■ Data
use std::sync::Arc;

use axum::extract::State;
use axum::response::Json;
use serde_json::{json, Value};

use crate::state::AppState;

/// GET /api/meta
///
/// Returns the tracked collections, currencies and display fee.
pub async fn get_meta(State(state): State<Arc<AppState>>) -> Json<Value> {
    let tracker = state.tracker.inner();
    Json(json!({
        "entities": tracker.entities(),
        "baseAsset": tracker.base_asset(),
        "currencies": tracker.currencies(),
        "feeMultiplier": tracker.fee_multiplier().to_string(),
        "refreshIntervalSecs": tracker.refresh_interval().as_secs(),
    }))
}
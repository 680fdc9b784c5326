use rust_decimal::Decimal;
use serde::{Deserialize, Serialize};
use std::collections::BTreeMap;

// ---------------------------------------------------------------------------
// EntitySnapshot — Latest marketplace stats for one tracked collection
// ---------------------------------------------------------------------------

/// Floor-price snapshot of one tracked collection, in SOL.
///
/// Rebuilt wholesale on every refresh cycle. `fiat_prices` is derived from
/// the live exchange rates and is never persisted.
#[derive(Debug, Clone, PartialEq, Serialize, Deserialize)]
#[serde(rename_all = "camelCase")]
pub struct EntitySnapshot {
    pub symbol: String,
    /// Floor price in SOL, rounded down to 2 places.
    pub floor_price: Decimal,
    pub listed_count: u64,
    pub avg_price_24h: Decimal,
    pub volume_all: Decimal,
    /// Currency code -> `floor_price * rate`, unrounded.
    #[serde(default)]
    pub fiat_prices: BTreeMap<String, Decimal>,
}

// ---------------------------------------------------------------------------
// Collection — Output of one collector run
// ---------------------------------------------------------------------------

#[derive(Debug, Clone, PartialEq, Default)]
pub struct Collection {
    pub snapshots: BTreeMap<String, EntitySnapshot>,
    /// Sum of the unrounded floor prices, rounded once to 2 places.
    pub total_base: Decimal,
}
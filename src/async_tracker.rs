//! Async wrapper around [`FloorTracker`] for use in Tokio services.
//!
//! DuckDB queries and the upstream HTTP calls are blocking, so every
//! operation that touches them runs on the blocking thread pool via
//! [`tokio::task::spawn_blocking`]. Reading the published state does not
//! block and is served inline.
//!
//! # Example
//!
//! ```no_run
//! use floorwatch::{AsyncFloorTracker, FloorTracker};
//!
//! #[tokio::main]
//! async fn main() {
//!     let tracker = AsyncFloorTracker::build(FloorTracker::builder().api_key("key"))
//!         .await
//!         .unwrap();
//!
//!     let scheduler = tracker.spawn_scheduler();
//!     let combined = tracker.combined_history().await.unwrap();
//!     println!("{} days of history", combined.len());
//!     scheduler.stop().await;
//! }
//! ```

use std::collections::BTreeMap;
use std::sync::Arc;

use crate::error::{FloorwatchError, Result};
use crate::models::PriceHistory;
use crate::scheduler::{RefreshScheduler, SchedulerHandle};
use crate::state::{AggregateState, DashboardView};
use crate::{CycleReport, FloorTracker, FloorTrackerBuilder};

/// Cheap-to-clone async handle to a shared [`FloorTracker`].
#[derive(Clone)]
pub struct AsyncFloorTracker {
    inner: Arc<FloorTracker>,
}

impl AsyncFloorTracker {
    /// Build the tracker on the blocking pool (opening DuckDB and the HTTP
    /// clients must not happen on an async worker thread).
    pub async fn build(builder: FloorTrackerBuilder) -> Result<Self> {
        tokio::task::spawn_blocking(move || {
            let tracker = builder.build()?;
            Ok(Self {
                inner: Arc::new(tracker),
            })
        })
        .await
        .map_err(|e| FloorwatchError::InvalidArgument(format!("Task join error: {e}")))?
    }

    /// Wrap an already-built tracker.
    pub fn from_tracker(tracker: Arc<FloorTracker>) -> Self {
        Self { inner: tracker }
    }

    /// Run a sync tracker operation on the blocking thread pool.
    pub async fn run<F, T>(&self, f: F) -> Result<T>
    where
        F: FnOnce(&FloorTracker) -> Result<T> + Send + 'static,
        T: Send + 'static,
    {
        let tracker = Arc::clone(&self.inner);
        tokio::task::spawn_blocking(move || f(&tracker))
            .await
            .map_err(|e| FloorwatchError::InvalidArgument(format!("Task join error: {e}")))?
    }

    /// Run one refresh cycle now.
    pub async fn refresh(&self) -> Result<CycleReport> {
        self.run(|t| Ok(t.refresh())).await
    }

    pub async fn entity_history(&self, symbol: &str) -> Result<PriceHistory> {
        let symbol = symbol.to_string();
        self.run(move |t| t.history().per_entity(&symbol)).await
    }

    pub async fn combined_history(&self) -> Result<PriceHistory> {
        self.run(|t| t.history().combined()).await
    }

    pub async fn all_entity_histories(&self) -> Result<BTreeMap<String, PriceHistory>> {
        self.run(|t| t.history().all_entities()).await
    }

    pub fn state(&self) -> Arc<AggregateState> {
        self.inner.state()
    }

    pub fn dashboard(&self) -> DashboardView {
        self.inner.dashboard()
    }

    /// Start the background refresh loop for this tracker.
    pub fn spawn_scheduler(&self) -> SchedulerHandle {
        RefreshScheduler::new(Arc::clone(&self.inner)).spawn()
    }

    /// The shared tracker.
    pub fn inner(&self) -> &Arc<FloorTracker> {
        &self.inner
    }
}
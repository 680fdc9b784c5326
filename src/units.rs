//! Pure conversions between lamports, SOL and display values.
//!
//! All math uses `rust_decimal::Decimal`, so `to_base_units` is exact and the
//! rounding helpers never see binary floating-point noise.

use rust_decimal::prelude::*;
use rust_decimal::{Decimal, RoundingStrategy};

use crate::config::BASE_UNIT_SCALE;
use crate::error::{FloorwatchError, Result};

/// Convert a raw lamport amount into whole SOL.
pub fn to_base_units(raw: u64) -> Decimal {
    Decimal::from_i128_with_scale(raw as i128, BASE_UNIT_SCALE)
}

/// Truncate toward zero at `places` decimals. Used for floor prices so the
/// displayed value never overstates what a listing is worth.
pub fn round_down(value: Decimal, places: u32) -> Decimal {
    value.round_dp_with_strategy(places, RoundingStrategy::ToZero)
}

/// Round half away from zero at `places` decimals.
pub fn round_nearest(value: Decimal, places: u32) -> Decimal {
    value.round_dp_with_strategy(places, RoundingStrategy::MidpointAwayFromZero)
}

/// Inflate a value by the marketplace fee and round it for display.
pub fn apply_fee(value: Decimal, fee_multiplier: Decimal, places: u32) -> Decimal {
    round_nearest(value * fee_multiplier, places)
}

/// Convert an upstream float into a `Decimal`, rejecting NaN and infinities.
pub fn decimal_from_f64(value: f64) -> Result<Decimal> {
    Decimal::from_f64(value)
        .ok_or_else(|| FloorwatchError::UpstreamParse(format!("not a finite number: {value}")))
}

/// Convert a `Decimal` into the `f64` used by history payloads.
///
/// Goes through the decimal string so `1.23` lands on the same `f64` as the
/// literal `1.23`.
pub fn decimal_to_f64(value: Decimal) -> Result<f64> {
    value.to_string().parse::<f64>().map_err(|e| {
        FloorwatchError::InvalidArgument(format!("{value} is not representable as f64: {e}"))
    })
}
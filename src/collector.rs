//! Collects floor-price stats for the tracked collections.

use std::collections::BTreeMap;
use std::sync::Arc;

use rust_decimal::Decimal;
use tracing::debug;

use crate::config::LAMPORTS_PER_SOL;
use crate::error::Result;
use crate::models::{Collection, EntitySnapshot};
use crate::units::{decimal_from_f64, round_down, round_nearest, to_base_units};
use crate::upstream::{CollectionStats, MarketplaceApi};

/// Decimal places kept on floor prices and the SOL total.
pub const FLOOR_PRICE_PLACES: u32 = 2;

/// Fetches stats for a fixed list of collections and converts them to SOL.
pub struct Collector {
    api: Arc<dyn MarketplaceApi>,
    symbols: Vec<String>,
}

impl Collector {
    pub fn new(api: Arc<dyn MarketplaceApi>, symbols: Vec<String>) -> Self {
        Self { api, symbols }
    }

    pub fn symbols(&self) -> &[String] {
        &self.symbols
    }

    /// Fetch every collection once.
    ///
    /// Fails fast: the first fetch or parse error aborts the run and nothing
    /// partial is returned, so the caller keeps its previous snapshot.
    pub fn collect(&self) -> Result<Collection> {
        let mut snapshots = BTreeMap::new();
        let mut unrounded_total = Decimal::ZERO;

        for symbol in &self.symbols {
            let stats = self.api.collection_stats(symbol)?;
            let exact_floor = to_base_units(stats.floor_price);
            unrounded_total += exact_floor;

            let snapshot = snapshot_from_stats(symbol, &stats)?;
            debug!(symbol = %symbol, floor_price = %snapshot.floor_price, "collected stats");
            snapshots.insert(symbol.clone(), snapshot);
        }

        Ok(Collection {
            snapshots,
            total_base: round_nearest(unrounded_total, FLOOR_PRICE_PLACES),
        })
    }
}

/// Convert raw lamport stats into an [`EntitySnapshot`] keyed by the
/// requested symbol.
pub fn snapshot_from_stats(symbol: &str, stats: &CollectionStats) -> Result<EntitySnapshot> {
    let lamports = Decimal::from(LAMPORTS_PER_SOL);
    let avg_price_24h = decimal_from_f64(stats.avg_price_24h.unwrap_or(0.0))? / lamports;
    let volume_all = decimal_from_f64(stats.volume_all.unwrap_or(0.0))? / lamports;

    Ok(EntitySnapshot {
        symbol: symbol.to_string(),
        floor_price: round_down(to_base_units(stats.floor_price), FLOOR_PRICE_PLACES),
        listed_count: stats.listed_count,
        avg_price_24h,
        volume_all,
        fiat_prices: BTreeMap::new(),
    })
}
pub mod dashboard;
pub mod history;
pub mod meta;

==

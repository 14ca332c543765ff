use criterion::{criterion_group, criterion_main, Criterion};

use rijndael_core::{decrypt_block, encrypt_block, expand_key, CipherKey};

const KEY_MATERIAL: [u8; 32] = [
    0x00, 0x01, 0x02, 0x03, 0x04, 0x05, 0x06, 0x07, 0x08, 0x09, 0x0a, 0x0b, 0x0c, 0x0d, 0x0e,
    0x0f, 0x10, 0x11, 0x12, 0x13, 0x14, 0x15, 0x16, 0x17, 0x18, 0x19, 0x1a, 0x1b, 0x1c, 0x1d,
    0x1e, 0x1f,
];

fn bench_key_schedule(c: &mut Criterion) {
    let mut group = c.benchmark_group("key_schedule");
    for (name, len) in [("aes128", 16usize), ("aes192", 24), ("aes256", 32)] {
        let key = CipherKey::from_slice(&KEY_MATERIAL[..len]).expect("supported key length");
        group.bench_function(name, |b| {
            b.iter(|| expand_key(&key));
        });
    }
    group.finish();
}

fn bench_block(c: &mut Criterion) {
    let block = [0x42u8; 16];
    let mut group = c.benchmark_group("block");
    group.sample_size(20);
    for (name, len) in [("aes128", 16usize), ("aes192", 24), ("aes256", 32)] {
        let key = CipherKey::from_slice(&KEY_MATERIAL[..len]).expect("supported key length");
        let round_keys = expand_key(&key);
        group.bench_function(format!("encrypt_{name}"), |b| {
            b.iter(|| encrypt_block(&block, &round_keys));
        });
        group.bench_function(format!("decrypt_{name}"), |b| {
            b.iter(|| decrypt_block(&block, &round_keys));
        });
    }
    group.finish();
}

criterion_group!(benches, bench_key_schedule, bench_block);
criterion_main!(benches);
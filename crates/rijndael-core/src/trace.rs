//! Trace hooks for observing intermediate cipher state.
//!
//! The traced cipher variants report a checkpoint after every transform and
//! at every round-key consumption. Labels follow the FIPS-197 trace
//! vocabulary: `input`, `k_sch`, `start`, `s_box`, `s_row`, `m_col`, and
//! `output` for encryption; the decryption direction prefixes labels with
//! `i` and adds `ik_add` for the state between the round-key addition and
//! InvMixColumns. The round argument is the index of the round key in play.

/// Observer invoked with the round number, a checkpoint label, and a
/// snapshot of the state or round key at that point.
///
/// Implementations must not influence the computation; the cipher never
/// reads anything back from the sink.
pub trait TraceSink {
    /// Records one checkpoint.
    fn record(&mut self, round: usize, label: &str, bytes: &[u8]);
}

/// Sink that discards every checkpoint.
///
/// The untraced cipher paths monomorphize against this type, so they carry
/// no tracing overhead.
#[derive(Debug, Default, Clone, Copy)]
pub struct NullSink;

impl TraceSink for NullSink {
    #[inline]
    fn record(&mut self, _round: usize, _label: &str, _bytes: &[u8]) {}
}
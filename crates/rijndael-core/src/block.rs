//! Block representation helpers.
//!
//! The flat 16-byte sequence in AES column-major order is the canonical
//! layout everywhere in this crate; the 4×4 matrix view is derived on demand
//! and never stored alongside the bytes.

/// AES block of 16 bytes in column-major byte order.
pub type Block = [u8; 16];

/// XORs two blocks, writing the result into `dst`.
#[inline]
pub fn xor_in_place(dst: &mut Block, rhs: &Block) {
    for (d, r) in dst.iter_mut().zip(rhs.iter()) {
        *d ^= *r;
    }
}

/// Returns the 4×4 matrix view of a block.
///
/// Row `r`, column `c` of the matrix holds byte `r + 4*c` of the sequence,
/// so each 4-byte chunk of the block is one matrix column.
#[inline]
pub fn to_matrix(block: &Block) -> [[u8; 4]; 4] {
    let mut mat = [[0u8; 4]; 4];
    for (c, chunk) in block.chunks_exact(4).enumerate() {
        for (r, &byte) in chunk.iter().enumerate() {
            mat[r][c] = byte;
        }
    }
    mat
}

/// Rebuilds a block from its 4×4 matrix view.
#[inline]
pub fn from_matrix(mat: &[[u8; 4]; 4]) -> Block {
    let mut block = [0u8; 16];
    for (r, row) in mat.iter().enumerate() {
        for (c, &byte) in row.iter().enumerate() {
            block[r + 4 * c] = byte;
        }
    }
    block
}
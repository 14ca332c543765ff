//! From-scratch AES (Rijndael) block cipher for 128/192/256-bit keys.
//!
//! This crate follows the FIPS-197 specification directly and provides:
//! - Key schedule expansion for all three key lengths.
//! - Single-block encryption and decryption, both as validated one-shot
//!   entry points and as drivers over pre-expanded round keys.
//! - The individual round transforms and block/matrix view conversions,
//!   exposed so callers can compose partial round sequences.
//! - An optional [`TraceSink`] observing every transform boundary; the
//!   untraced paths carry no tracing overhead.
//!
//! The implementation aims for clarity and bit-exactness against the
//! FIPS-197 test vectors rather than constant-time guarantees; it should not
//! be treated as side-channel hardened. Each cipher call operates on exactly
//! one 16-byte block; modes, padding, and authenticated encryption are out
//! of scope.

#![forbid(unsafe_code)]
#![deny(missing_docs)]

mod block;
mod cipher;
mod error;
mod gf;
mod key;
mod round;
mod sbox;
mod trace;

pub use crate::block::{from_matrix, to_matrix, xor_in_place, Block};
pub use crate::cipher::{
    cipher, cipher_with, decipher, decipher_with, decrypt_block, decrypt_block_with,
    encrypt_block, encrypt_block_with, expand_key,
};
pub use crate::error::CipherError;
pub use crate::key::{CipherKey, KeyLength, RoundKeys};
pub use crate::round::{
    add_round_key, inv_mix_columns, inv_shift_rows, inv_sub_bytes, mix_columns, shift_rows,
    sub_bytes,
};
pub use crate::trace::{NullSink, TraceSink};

■ What is required
Working from the entries above, filter out every line that lacks "carry" and copy what remains.

■ Solved problem
/// The untraced cipher paths monomorphize against this type, so they carry
//!   untraced paths carry no tracing overhead.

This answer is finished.